Disc Three contains rough mixes of tracks from their self-titled debut album. More than just alternate mixes, these tapes offer an early glimpse of that debut album. While some of the songs are missing overdubs, they are mixed differently, allowing certain elements to jump out – Waldo’s atmospheric keyboard work sounds more prominent in some of these mixes. Yet again, another fascinating spin on that classic debut album.

Disc Four, INTERMEDIA ROUGH MIX, begins with rough mixes of tracks from their second album, EXPLORER SUITE. Their sophomore album was even more eclectic, sounding not unlike Power Pop icons Shoes if they had been influenced by Journey and Styx. And yes, that is a glowing endorsement! Fannon’s songwriting was on par with the cats from Shoes as well as Jeff Lynne, Rick Nielsen, and other melodic-minded rockers. And when he occasionally kicked into falsetto, his only contemporary rival was Donnie Iris. With songs like “Conversation”, “Searchin’”, “Honey Money”, and “Hey, You’re On The Run”, this set features some of the band’s finest material. Or maybe it is more accurate to say that EXPLORER SUITE contained some of the band’s finest material… but if you don’t own that, then this will most certainly satisfy your melodic needs. The last seven tracks on this disc are demos by the pre-New England band Target. Yet again, proof that the guys in New England were way ahead of their time and should be looked upon as Pop Rock prophets.

(Alternate version of this song available in NEW ENGLAND ARCHIVES BOX, VOL. 1)

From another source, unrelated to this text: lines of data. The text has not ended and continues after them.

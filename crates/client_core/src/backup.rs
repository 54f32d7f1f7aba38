//! Snapshots of a device's configuration and writing them back.

use chrono::Utc;
use shared::domain::{BackupEntry, DeviceBackup, SectionType};
use tracing::{info, warn};

use crate::{
    context::DeviceContext,
    device_store::{DEVICE_NAME, FIRMWARE_VERSION},
    form::{FormError, FormTarget},
};

/// Reads every block's settings and every instance's values. Fields hidden by the current
/// state are left out.
pub async fn capture_backup(context: &DeviceContext) -> Result<DeviceBackup, FormError> {
    let store = context.store();
    let device_name: String = store.get_as(DEVICE_NAME).await?;
    let firmware_version: String = store.get_as(FIRMWARE_VERSION).await?;

    let mut entries = Vec::new();
    for definition in context.registry().iter() {
        let block = definition.block;
        if definition.has(SectionType::Setting) {
            let form = context.open_form(block, FormTarget::Settings).await?;
            entries.extend(form.backup_entries()?);
        }
        if definition.has(SectionType::Value) {
            for index in 0..context.instance_count(block).await? {
                let form = context.open_form(block, FormTarget::Instance(index)).await?;
                entries.extend(form.backup_entries()?);
            }
        }
    }

    info!(device = %device_name, entries = entries.len(), "captured backup");
    Ok(DeviceBackup {
        device_name,
        firmware_version,
        created_at: Utc::now(),
        entries,
    })
}

/// Checks every entry against the registry and the connected device, then writes them back
/// in capture order, stopping at the first failed write. Nothing is written when any entry is
/// invalid. Returns the number of values written.
pub async fn restore_backup(
    context: &DeviceContext,
    backup: &DeviceBackup,
) -> Result<usize, FormError> {
    let current: String = context.store().get_as(DEVICE_NAME).await?;
    if current != backup.device_name {
        warn!(
            backup = %backup.device_name,
            device = %current,
            "restoring a backup taken from another device"
        );
    }

    for entry in &backup.entries {
        check_entry(context, entry).await?;
    }

    let transport = context.transport().await;
    for entry in &backup.entries {
        transport
            .write(entry.address, entry.value)
            .await
            .map_err(|source| FormError::Transport {
                address: entry.address,
                source,
            })?;
    }

    info!(device = %current, entries = backup.entries.len(), "restored backup");
    Ok(backup.entries.len())
}

/// The entry must name a registered field, carry a value that field accepts, and point at the
/// register the field occupies for its instance.
async fn check_entry(context: &DeviceContext, entry: &BackupEntry) -> Result<(), FormError> {
    let definition = context
        .registry()
        .get(entry.block)
        .ok_or(FormError::UnregisteredBlock(entry.block))?;
    let field = definition
        .fields_of(entry.section_type)
        .find(|field| field.key == entry.key)
        .ok_or_else(|| FormError::UnknownField {
            block: entry.block,
            key: entry.key.clone(),
        })?;
    field.validate_value(entry.value)?;

    let instance = match entry.section_type {
        SectionType::Setting => 0,
        SectionType::Value => {
            let index = entry.address.index;
            let count = context.instance_count(entry.block).await?;
            if index >= count {
                return Err(FormError::InstanceOutOfRange {
                    block: entry.block,
                    index,
                    count,
                });
            }
            index
        }
    };
    let expected = field.address(instance);
    if entry.address != expected {
        return Err(FormError::MisplacedEntry {
            block: entry.block,
            key: entry.key.clone(),
            address: entry.address,
            expected,
        });
    }
    Ok(())
}

#[cfg(test)]
#[path = "tests/backup_tests.rs"]
mod tests;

Disc Five is the most frustrating CD of the set. Comprised of demos of songs that might have made their fourth album had they stayed together, it reveals a band still full of promise and ideas. While the recordings aren’t the highest quality, what comes through is the song and if you haven’t realized by now, the ‘song’ is the most important part of New England’s recorded legacy. They all may be extremely talented musicians but when they came together, those talents were able to spin audio gold. “Angel”, “Back On The Streets Again”, “Love Never Stops”, “Marlena I’m Not Crying”, and especially “I’m In The Middle” are amazing gems that need to be re-recorded by the band and unleashed upon the masses. Then again, will New England finally be appreciated by a larger audience all of these years later? Well, what should happen and what will probably happen are two different things.

Once you get this release into your hands (along with the band’s three studio releases), you’ll understand why people still talk about the band New England.

Your pal,
Stephen SPAZ Schnee

1 comment:

Unknown said...

Nice to see someone besides me realizes the folly that this band was not mega big. I certainly did my part way back when to turn others on to them and those that listened were convinced like me, they would become big time. Alas, as usual there's more to "making it" that having great songs, the look, etc.. How many great "should've been bigger than Elvis" bands have gone by the wayside because luck, lack of backing, bad timing and who knows what else? Too many to name. So like I said, it's nice to see them get this recognition. Better late than never.